_Work task:_
Your answer should be only the lines below from the one with "two-space indented JSON." to the one with "pub fn parse_document(text: &str, side: Side)", repeated exactly, ends included.

(Saved data entries)

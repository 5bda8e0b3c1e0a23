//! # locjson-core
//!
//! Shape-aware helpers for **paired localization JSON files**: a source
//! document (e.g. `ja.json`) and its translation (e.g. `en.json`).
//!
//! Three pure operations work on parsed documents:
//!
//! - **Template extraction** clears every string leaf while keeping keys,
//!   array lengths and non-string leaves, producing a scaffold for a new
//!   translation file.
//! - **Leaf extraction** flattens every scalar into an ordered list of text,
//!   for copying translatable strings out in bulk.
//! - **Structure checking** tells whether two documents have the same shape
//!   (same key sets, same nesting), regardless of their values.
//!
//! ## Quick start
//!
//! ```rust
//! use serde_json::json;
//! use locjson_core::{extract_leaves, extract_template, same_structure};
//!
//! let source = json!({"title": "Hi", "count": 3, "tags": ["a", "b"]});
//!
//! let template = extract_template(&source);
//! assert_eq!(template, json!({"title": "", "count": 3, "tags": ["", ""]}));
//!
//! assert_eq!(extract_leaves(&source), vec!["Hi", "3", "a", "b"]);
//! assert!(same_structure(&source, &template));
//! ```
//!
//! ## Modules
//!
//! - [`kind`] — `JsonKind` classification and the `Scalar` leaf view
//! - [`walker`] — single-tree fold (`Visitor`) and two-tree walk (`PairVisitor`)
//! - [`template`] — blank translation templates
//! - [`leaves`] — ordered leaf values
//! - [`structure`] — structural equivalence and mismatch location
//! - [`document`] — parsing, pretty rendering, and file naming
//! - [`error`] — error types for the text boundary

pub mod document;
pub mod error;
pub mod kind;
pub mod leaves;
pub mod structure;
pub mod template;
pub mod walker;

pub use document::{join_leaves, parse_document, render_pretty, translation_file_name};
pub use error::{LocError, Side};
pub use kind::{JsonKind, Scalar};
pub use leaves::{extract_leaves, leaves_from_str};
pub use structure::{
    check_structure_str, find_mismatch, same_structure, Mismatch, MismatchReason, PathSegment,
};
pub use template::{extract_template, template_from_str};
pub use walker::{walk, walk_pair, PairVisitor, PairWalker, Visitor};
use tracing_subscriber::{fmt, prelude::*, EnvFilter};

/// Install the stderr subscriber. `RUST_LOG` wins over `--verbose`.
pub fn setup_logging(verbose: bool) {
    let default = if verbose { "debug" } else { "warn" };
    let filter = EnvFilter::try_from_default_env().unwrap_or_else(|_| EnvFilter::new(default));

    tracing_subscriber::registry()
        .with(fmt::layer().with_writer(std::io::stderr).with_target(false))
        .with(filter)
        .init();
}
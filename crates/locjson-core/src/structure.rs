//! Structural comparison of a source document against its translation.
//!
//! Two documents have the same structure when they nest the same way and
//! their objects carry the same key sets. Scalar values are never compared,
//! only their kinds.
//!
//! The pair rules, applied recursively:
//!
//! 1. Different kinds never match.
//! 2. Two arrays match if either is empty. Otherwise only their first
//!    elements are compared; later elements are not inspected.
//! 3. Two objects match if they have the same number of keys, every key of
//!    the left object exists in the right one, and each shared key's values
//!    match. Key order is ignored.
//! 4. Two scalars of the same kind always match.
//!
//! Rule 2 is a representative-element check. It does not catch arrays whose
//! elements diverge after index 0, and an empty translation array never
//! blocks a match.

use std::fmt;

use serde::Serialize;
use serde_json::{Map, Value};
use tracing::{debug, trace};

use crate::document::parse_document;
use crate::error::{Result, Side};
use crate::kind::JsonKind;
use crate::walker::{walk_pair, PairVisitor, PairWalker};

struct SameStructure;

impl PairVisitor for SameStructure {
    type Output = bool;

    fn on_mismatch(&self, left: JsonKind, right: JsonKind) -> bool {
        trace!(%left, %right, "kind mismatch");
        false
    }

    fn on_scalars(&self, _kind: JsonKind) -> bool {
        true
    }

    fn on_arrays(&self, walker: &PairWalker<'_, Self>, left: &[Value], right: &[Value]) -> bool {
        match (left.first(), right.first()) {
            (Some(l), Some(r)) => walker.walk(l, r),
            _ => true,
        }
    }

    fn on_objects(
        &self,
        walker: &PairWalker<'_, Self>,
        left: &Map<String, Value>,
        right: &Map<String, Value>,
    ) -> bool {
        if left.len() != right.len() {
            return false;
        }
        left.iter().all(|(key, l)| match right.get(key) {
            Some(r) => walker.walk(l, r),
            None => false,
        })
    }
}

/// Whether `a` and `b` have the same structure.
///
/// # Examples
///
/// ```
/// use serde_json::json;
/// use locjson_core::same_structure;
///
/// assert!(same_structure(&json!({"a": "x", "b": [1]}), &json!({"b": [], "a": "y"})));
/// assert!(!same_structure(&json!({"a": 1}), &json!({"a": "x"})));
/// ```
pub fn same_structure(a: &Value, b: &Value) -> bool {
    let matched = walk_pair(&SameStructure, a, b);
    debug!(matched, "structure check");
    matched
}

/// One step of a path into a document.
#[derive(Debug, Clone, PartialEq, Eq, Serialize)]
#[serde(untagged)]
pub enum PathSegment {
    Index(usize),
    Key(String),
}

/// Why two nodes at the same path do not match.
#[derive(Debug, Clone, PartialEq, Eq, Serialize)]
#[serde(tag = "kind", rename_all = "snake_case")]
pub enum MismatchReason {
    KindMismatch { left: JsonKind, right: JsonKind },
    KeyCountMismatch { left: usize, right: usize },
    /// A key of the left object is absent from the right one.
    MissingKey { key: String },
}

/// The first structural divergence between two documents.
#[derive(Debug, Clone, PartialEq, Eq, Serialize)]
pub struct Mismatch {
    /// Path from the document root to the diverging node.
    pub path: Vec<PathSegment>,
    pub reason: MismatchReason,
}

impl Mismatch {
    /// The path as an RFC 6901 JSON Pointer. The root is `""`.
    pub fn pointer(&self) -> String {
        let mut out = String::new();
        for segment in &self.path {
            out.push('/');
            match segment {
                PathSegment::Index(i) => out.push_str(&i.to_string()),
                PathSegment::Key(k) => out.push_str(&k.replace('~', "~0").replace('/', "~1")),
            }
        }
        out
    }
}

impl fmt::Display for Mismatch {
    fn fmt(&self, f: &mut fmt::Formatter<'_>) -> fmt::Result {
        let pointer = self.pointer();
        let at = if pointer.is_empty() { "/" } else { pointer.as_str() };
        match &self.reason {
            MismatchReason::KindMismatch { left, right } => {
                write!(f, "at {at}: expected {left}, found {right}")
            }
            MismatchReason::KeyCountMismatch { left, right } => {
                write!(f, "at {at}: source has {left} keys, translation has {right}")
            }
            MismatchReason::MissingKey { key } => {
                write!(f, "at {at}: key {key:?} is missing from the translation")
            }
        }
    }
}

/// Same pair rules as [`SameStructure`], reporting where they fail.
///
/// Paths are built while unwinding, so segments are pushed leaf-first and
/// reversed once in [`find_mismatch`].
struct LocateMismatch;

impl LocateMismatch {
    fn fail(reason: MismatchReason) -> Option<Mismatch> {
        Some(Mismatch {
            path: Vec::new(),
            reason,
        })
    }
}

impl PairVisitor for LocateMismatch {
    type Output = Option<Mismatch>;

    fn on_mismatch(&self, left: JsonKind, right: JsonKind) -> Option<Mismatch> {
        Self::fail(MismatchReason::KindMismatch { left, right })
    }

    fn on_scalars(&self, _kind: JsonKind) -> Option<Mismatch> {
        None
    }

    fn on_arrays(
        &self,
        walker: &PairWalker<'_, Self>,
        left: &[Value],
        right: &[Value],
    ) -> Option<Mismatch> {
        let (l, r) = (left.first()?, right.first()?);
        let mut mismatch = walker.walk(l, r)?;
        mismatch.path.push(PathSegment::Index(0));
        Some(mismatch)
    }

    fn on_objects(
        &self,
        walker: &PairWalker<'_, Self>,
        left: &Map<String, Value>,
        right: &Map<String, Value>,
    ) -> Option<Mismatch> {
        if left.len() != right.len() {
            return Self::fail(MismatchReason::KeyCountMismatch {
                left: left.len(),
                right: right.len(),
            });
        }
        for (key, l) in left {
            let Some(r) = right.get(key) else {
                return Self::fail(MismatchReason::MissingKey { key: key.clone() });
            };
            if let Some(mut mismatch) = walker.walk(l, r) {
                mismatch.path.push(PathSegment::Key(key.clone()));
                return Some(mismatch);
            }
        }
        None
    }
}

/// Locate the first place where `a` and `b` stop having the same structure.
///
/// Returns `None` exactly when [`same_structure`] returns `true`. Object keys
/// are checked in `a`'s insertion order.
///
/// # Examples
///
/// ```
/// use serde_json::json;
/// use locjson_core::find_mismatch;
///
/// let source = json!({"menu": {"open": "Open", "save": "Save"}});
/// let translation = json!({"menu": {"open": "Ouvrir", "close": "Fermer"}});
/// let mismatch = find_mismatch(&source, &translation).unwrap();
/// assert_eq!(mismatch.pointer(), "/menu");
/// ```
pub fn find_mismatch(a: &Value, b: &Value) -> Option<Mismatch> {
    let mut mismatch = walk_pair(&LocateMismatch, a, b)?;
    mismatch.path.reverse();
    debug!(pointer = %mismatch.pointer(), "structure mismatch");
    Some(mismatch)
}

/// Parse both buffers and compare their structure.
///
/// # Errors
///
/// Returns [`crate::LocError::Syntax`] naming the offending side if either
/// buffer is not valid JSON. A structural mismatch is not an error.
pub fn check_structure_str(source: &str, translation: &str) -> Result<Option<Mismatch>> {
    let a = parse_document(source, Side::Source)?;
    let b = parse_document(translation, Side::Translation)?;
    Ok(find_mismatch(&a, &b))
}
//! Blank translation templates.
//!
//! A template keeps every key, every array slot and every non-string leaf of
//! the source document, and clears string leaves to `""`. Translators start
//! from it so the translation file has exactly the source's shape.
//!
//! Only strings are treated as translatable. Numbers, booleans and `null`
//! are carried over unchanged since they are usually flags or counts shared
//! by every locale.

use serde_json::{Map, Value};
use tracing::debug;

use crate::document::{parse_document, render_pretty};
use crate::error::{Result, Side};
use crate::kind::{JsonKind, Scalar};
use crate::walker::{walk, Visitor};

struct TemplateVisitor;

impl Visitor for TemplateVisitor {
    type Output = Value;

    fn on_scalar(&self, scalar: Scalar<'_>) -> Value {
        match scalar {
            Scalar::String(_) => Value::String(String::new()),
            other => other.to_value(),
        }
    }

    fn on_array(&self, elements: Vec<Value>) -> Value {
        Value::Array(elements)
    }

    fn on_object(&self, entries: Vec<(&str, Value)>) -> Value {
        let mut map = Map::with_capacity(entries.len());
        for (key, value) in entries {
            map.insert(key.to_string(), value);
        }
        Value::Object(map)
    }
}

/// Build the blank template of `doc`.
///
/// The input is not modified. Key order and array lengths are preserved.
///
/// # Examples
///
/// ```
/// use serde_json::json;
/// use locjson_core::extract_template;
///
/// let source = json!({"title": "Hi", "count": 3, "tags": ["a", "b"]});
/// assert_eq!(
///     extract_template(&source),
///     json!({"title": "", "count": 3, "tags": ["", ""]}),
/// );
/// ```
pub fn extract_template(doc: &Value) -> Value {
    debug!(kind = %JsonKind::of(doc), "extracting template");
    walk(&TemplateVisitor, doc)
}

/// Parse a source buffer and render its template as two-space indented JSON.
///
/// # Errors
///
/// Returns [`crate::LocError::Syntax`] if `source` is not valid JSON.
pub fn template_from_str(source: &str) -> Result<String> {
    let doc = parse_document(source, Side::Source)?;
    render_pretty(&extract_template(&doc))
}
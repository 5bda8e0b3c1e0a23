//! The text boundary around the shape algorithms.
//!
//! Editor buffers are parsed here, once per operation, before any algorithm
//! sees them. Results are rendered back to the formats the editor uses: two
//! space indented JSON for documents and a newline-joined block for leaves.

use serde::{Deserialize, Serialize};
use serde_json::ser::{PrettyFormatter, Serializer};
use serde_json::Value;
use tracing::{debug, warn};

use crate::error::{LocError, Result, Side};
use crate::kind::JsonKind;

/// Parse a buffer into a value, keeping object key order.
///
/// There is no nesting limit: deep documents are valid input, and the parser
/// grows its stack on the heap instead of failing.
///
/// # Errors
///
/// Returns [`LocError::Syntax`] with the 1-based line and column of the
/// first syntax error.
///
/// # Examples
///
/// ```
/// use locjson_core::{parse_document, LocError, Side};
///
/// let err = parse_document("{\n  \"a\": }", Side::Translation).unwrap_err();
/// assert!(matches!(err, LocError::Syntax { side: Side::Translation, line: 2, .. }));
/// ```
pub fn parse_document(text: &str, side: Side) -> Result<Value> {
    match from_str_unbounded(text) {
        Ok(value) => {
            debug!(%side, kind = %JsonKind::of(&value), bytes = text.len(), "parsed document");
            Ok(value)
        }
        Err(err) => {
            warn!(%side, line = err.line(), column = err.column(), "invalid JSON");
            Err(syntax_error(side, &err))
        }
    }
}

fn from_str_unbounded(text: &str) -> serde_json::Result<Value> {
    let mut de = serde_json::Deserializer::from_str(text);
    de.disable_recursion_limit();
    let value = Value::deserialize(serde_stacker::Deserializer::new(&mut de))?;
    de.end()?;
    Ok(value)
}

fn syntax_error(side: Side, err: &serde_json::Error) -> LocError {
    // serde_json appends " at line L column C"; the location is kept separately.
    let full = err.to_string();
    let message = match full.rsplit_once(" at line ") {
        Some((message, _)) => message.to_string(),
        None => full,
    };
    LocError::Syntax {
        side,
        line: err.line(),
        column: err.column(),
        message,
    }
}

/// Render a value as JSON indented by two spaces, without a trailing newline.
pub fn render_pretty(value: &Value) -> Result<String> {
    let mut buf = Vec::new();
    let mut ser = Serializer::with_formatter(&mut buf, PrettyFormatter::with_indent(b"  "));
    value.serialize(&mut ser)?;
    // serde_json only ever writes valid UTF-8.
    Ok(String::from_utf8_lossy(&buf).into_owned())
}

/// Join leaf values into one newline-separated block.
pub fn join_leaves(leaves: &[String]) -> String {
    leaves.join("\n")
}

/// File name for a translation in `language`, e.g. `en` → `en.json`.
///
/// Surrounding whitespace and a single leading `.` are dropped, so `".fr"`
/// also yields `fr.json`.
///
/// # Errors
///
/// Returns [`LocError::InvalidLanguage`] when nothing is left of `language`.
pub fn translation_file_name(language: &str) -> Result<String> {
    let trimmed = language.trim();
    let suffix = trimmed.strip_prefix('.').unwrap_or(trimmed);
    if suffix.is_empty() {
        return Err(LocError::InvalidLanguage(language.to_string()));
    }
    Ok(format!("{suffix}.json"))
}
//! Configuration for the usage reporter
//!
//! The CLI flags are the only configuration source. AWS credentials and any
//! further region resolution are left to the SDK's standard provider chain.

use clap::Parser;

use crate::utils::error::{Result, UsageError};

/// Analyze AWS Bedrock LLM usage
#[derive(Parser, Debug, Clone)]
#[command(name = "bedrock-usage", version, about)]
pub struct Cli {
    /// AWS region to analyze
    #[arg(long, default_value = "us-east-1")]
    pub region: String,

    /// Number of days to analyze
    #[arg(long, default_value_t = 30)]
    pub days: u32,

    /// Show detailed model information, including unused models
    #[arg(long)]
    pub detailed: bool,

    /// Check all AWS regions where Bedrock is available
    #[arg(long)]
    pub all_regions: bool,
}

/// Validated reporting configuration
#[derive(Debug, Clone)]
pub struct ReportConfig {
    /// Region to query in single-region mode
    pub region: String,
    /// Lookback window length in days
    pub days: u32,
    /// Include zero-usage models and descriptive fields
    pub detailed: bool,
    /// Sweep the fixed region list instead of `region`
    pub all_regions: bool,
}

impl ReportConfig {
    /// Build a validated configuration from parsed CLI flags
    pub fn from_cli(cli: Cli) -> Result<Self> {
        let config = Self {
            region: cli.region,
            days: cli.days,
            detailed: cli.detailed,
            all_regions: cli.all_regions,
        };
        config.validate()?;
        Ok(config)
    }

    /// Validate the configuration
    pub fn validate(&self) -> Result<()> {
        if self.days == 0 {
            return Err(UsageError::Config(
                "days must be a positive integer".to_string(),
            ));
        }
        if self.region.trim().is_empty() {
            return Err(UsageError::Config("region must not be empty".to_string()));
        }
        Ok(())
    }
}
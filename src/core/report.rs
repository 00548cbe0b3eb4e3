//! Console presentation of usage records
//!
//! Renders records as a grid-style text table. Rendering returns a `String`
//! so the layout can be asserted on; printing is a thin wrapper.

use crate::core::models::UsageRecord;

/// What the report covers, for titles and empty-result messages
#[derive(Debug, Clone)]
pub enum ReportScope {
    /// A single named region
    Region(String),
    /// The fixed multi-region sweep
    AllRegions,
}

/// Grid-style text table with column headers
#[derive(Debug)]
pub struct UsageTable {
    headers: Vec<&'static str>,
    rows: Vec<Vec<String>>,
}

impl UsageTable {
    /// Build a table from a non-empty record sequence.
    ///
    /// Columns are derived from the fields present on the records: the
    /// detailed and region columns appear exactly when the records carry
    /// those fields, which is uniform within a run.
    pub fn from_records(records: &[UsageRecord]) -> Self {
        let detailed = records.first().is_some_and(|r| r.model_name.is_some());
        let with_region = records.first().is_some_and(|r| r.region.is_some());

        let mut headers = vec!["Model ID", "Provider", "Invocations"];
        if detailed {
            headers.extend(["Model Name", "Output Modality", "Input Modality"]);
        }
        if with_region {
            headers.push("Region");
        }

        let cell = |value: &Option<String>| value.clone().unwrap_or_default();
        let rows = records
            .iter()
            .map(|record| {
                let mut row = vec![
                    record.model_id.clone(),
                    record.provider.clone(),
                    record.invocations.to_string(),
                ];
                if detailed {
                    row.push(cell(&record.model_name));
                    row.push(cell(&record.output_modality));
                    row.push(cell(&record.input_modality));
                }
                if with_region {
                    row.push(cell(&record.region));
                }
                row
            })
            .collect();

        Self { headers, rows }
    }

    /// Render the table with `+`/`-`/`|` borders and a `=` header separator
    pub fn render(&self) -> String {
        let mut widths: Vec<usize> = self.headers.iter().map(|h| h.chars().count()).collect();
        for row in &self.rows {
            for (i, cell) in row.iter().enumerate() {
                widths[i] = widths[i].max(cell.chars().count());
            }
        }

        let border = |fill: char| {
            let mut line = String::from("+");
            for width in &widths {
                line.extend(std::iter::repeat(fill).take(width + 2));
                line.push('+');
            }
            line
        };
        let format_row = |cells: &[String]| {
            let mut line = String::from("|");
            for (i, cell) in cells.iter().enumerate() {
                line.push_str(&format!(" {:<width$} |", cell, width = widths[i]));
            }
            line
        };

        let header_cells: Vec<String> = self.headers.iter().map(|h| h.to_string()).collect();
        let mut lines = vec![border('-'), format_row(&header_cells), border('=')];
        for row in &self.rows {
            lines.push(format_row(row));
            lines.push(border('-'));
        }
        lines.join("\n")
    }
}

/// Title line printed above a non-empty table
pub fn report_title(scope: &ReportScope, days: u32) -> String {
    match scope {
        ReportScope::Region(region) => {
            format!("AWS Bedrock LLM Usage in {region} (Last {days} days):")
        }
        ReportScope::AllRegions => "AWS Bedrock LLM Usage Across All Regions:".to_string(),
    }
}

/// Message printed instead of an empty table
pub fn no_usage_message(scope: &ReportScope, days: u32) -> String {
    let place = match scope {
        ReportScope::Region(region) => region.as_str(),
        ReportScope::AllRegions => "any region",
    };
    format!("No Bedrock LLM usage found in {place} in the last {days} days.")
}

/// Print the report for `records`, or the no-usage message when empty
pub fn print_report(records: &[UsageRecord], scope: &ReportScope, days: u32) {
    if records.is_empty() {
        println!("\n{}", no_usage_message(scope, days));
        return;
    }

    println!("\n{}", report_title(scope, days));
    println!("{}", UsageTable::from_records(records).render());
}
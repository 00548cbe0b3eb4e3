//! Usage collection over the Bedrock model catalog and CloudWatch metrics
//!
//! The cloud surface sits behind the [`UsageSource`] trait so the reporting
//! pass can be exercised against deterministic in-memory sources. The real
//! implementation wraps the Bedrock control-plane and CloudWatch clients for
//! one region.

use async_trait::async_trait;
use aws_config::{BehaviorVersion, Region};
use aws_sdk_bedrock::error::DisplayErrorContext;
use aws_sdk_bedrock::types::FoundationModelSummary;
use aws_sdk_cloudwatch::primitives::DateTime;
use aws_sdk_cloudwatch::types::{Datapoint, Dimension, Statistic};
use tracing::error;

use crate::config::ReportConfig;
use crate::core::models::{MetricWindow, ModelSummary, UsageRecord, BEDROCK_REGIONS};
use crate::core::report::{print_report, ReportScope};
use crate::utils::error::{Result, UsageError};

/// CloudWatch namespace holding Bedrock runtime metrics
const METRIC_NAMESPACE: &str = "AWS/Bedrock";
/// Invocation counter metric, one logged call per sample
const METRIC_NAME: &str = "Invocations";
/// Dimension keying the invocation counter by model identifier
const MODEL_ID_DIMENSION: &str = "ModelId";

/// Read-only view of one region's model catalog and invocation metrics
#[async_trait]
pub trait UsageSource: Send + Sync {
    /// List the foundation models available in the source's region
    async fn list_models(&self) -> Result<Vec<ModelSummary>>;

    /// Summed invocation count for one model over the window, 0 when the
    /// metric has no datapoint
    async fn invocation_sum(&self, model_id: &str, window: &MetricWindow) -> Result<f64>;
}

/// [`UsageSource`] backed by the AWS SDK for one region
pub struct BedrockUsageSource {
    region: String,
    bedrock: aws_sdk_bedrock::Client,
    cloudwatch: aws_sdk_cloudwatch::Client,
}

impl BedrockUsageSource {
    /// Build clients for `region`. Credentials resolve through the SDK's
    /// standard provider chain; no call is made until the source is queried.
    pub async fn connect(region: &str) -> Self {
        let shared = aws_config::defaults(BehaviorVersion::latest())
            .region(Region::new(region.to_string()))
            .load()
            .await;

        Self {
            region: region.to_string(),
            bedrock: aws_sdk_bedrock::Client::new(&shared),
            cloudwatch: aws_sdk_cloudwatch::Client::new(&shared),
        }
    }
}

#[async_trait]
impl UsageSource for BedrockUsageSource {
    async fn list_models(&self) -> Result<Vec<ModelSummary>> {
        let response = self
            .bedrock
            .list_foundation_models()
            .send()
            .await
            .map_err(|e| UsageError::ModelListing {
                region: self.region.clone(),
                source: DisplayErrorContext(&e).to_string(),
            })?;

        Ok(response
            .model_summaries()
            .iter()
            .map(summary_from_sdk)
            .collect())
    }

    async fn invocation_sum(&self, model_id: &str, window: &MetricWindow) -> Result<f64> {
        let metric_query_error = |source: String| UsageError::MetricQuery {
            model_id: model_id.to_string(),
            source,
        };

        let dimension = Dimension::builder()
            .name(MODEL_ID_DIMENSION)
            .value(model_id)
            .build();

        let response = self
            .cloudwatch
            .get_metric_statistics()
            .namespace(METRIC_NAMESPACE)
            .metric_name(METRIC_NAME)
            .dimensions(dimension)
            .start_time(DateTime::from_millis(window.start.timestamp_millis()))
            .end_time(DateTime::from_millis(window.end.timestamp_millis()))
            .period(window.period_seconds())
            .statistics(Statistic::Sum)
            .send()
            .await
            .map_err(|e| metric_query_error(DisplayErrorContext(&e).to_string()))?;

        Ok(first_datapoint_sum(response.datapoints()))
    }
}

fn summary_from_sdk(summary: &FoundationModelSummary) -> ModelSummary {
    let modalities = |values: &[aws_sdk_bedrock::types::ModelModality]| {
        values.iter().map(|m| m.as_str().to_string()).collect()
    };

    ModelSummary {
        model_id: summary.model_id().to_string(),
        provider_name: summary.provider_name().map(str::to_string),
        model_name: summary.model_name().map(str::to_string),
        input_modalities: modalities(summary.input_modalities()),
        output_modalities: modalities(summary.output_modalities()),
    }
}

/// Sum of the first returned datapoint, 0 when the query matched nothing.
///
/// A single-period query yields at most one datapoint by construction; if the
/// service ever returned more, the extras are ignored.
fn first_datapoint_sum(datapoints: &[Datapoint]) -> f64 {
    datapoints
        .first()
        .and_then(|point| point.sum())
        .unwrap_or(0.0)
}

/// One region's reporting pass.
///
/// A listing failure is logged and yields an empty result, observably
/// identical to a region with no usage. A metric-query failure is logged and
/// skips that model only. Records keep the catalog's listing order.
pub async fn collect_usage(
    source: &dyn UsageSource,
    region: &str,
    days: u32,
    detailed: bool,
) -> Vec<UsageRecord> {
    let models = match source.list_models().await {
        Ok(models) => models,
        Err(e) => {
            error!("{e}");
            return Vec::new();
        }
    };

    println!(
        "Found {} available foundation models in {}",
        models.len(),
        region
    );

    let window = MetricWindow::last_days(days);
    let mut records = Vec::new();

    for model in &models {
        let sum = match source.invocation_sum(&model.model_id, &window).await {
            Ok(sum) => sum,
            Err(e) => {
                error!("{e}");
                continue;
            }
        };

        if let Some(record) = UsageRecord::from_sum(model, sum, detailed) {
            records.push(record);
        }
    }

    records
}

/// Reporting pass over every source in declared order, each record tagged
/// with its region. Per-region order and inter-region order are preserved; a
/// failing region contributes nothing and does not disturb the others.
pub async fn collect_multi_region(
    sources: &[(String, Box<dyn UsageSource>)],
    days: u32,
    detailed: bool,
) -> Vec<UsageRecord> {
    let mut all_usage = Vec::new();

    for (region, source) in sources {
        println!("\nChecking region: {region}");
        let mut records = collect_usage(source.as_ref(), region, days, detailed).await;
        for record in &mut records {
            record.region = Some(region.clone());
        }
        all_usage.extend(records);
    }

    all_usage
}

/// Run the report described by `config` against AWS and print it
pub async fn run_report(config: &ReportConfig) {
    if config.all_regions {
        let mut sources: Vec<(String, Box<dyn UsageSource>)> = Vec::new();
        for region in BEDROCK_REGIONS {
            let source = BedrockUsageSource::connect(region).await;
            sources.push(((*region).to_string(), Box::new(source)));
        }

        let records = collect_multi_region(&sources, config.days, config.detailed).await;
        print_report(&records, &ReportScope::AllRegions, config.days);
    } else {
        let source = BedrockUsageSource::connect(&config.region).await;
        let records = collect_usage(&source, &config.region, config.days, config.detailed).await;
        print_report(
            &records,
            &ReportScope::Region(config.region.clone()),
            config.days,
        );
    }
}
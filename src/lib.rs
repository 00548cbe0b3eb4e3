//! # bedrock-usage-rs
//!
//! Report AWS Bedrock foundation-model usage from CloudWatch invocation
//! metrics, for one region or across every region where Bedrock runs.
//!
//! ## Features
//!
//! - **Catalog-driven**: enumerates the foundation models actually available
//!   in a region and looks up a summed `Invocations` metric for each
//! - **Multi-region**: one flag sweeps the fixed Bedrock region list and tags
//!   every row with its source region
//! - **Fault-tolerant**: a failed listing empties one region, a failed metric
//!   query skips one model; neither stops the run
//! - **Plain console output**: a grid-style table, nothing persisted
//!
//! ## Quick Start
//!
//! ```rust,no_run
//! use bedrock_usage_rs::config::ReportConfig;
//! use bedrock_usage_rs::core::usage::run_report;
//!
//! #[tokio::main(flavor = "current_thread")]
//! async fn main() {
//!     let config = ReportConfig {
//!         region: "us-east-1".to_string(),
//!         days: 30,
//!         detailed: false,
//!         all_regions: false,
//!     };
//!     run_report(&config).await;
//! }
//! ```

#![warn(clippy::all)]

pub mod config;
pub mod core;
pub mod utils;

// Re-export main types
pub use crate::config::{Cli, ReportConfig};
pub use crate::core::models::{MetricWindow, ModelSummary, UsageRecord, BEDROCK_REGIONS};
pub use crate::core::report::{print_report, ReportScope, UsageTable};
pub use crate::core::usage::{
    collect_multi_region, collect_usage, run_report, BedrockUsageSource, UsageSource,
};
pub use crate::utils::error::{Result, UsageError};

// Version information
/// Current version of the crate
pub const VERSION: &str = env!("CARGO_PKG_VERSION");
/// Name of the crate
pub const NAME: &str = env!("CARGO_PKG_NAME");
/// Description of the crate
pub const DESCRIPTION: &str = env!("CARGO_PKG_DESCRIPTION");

_Exercise response:_
/// Parse a source buffer and render its template as two-space indented JSON.
///
/// # Errors
///
/// Returns [`crate::LocError::Syntax`] if `source` is not valid JSON.
pub fn template_from_str(source: &str) -> Result<String> {
    let doc = parse_document(source, Side::Source)?;
    render_pretty(&extract_template(&doc))
}
repository 5bda8e0b3c1e0a23
//! The text boundary around the shape algorithms.
//!
//! Editor buffers are parsed here, once per operation, before any algorithm
//! sees them. Results are rendered back to the formats the editor uses: two
//! space indented JSON for documents and a newline-joined block for leaves.

use serde::{Deserialize, Serialize};
use serde_json::ser::{PrettyFormatter, Serializer};
use serde_json::Value;
use tracing::{debug, warn};

use crate::error::{LocError, Result, Side};
use crate::kind::JsonKind;

/// Parse a buffer into a value, keeping object key order.
///
/// There is no nesting limit: deep documents are valid input, and the parser
/// grows its stack on the heap instead of failing.
///
/// # Errors
///
/// Returns [`LocError::Syntax`] with the 1-based line and column of the
/// first syntax error.
///
/// # Examples
///
/// ```
/// use locjson_core::{parse_document, LocError, Side};
///
/// let err = parse_document("{\n  \"a\": }", Side::Translation).unwrap_err();
/// assert!(matches!(err, LocError::Syntax { side: Side::Translation, line: 2, .. }));
/// ```
pub fn parse_document(text: &str, side: Side) -> Result<Value> {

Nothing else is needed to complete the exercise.